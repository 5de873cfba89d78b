//! GoMarket Core - Shared cart domain types.
//!
//! This crate provides the types used by every GoMarket component:
//! - `cart` - The persistent cart store
//! - `cli` - Command-line host for the cart
//!
//! # Architecture
//!
//! The core crate contains only types and pure functions - no I/O, no storage
//! access, no async runtime. Every cart transition is computed here as a value
//! (`CartSnapshot` in, `CartSnapshot` out); the `cart` crate decides when to
//! persist and publish it.
//!
//! # Modules
//!
//! - [`types`] - Newtype wrappers for product IDs, prices and quantities, plus
//!   line items and cart snapshots

#![cfg_attr(not(test), forbid(unsafe_code))]

pub mod types;

pub use types::*;
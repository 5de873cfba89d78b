//! Core types for GoMarket.
//!
//! This module provides type-safe wrappers for the cart's domain concepts.

pub mod id;
pub mod line_item;
pub mod price;
pub mod quantity;
pub mod snapshot;

pub use id::ProductId;
pub use line_item::{LineItem, NewLineItem};
pub use price::UnitPrice;
pub use quantity::{Quantity, QuantityError};
pub use snapshot::{CartSnapshot, SnapshotError};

— Task goal —
What should be returned is the run of lines from the first line of the material through the line containing "cart's domain concepts.", exact and inclusive, and nothing else.

— Answer below —
repository 5de873cfba89d78b
//! GoMarket Core - Shared cart domain types.
//!
//! This crate provides the types used by every GoMarket component:
//! - `cart` - The persistent cart store
//! - `cli` - Command-line host for the cart
//!
//! # Architecture
//!
//! The core crate contains only types and pure functions - no I/O, no storage
//! access, no async runtime. Every cart transition is computed here as a value
//! (`CartSnapshot` in, `CartSnapshot` out); the `cart` crate decides when to
//! persist and publish it.
//!
//! # Modules
//!
//! - [`types`] - Newtype wrappers for product IDs, prices and quantities, plus
//!   line items and cart snapshots

#![cfg_attr(not(test), forbid(unsafe_code))]

pub mod types;

pub use types::*;
repository 5de873cfba89d78b
//! Core types for GoMarket.
//!
//! This module provides type-safe wrappers for the cart's domain concepts.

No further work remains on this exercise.